Your assignment:
Write down exactly the lines of the records below, beginning with the first and ending with the line that includes "is a 1-based".

(Stored items)
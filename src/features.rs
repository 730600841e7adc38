//! Merge a variant listing against per-locus consensus sequences.
//!
//! The variant file is a tab-delimited listing in the VCF shape produced by
//! pyRAD: `##` meta lines, one `#CHROM …` column header, then one record per
//! line whose first field names a locus and whose second field is a 1-based
//! position within it. Each record is joined with its locus consensus and
//! reported with the variant base bracketed in the consensus string.

use std::io::{BufRead, Write};

use thiserror::Error;

use crate::loci::LociFile;

/// Errors produced while merging variants with the consensus map.
#[derive(Error, Debug)]
pub enum FeatureError {
    /// Underlying I/O failure.
    #[error("failed to process variant input: {0}")]
    Io(#[from] std::io::Error),

    /// A record referenced a locus id absent from the loci file.
    #[error("line {line}: variant references unknown locus '{locus}'")]
    UnknownLocus {
        /// 1-based line number of the record.
        line: usize,
        /// The locus id that failed to resolve.
        locus: String,
    },

    /// The position field was not a positive integer.
    #[error("line {line}: invalid variant position '{value}'")]
    InvalidPosition {
        /// 1-based line number of the record.
        line: usize,
        /// The raw position field.
        value: String,
    },

    /// The 1-based position fell outside the consensus sequence.
    #[error(
        "line {line}: position {position} is outside locus '{locus}' (consensus length {length})"
    )]
    PositionOutOfRange {
        /// 1-based line number of the record.
        line: usize,
        /// The locus id referenced by the record.
        locus: String,
        /// The offending 1-based position.
        position: usize,
        /// Length of the locus consensus.
        length: usize,
    },
}

/// Render a consensus with the base at `position` (1-based) bracketed,
/// e.g. position 3 of `AAAT` becomes `AA<A>T`.
pub fn bracket_position(consensus: &str, position: usize) -> Option<String> {
    if position == 0 || position > consensus.len() {
        return None;
    }
    let before = &consensus[..position - 1];
    let base = &consensus[position - 1..position];
    let after = &consensus[position..];
    Some(format!("{before}<{base}>{after}"))
}

/// Stream a variant file, writing one summary row per data record.
///
/// `##` lines are skipped. A single-`#` line is the column header and emits
/// the report header row. Data records with fewer than 4 tab fields are
/// skipped; only the first 8 fields of a record are carried into the output.
pub fn write_summary<R: BufRead, W: Write>(
    variants: R,
    loci: &LociFile,
    writer: &mut W,
) -> Result<(), FeatureError> {
    for (idx, line) in variants.lines().enumerate() {
        let line = line?;
        let line_no = idx + 1;

        if line.starts_with("##") {
            continue;
        }

        let fields: Vec<&str> = line.splitn(9, '\t').take(8).collect();

        if line.starts_with('#') {
            writeln!(
                writer,
                "SNP_ID\tCONTIG#\t{}\tCONSENSUS\tMEMBERS",
                fields[1..].join("\t")
            )?;
            continue;
        }

        if fields.len() < 4 {
            continue;
        }

        let locus_id = fields[0];
        let position: usize =
            fields[1]
                .parse()
                .map_err(|_| FeatureError::InvalidPosition {
                    line: line_no,
                    value: fields[1].to_string(),
                })?;

        let locus = loci.get(locus_id).ok_or_else(|| FeatureError::UnknownLocus {
            line: line_no,
            locus: locus_id.to_string(),
        })?;

        let bracketed = bracket_position(&locus.consensus, position).ok_or(
            FeatureError::PositionOutOfRange {
                line: line_no,
                locus: locus_id.to_string(),
                position,
                length: locus.consensus.len(),
            },
        )?;

        writeln!(
            writer,
            "{}:{}\t{}\t{}\t{}",
            locus_id,
            fields[1],
            fields.join("\t"),
            bracketed,
            locus.members.join(",")
        )?;
    }

    Ok(())
}

/// Render the summary into a `String` (useful for tests and snapshots).
pub fn render_summary<R: BufRead>(variants: R, loci: &LociFile) -> Result<String, FeatureError> {
    let mut buffer = Vec::new();
    write_summary(variants, loci, &mut buffer)?;
    Ok(String::from_utf8(buffer).expect("summary output is ASCII"))
}
//! Generator for the seq-sets filtering job, which partitions raw reads by
//! their kraken classification results.

use anyhow::{bail, Context, Result};
use clap::Args;

use crate::expand::expand_files;
use crate::jobs::{command_line, Partition};
use crate::modver::module_version;
use crate::slurm::{make_header, HeaderOptions};
use crate::template::{render_template, Substitutions};

/// Generate a Slurm script for running seq-sets on raw and kraken files.
#[derive(Args, Debug)]
pub struct SeqSetsArgs {
    /// Files or directory of raw fastq/a sequences to filter. If a
    /// directory, -f selects files within.
    #[arg(value_name = "RAWFILE", required = true)]
    pub rawfile: Vec<String>,

    /// The partition (or queue) to submit the job to.
    #[arg(short, long, value_enum, default_value = "8hour")]
    pub partition: Partition,

    /// A filter to match files when searching a directory.
    #[arg(short = 'f', long = "dir-filter", value_name = "filter", default_value = "*.f*q")]
    pub dir_filter: String,

    /// Files or directory of kraken-classified fastq/a sequences. If a
    /// directory, -K selects files within.
    #[arg(short = 'k', long = "kraken-file", value_name = "FILE", required = true, num_args = 1..)]
    pub kraken_file: Vec<String>,

    /// A filter to match files when searching a kraken result directory.
    #[arg(
        short = 'K',
        long = "kraken-dir-filter",
        value_name = "filter",
        default_value = "*_classified.f*q"
    )]
    pub kraken_dir_filter: String,
}

impl SeqSetsArgs {
    /// Render the seq-sets job script to standard output.
    ///
    /// Both input lists are fully expanded to canonical file paths; an
    /// empty expansion of either is fatal, and both failures are reported
    /// before exiting.
    pub fn run(&self) -> Result<()> {
        let rawfiles = expand_files(&self.rawfile, &self.dir_filter, false);
        let krakenfiles = expand_files(&self.kraken_file, &self.kraken_dir_filter, false);

        let mut error = false;
        if rawfiles.is_empty() {
            eprintln!("No RAW files found: '{}'", self.rawfile.join(" "));
            error = true;
        }
        if krakenfiles.is_empty() {
            eprintln!("No KRAKEN files found: '{}'", self.kraken_file.join(" "));
            error = true;
        }
        if error {
            bail!("no input files after expansion");
        }

        let joined = |files: &[std::path::PathBuf]| {
            files
                .iter()
                .map(|p| p.display().to_string())
                .collect::<Vec<_>>()
                .join(" ")
        };

        let mut subs = Substitutions::new();
        subs.insert("rawfiles", joined(&rawfiles));
        subs.insert("krakenfiles", joined(&krakenfiles));
        subs.insert(
            "slurmheader",
            make_header(&HeaderOptions {
                partition: self.partition.as_str().to_string(),
                ..Default::default()
            }),
        );
        subs.insert(
            "biostreamtoolsversion",
            module_version("biostreamtools").context("looking up biostreamtools version")?,
        );
        subs.insert(
            "parallelversion",
            module_version("parallel").context("looking up parallel version")?,
        );
        subs.insert(
            "radpipelineversion",
            module_version("rad-pipeline").context("looking up rad-pipeline version")?,
        );
        subs.insert("CMD", command_line());

        let script = render_template("seqsets.slurm", &subs)?;
        print!("{script}");
        Ok(())
    }
}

Solution to the exercise:
filename src/features.rs
repository 730600841e7adc38
//! Merge a variant listing against per-locus consensus sequences.
//!
//! The variant file is a tab-delimited listing in the VCF shape produced by
//! pyRAD: `##` meta lines, one `#CHROM …` column header, then one record per
//! line whose first field names a locus and whose second field is a 1-based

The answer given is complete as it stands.